▶ **Input for this task**:

┄┄┄┄┄┄

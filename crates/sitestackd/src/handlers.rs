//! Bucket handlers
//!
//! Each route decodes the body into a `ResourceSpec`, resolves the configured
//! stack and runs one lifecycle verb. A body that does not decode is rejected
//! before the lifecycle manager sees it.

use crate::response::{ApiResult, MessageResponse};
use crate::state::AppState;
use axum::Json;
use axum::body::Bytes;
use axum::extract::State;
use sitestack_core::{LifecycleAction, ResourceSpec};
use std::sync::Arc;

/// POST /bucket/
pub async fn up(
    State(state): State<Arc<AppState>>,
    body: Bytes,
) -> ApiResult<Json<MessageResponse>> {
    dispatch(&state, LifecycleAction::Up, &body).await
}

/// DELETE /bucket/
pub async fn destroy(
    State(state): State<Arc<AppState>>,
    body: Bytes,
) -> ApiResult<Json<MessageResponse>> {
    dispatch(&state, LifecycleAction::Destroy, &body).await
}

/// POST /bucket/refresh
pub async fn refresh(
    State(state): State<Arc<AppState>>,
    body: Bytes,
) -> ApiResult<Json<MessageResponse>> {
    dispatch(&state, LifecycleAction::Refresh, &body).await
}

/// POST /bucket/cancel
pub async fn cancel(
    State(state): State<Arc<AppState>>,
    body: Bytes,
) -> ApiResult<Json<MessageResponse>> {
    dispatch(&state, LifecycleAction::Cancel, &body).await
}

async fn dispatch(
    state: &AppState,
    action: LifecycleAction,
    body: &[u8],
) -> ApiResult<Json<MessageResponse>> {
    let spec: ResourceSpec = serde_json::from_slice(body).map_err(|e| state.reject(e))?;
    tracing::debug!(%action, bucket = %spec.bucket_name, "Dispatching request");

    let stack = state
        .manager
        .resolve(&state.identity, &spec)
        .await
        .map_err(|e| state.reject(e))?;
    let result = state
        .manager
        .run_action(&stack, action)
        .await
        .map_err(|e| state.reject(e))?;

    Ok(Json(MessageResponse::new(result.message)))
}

┄┄┄┄┄┄

▶ **Exercise goal**:
Count each line of the listing above in which "axum" appears, and give that count with nothing added.

▶ **Answer**:
3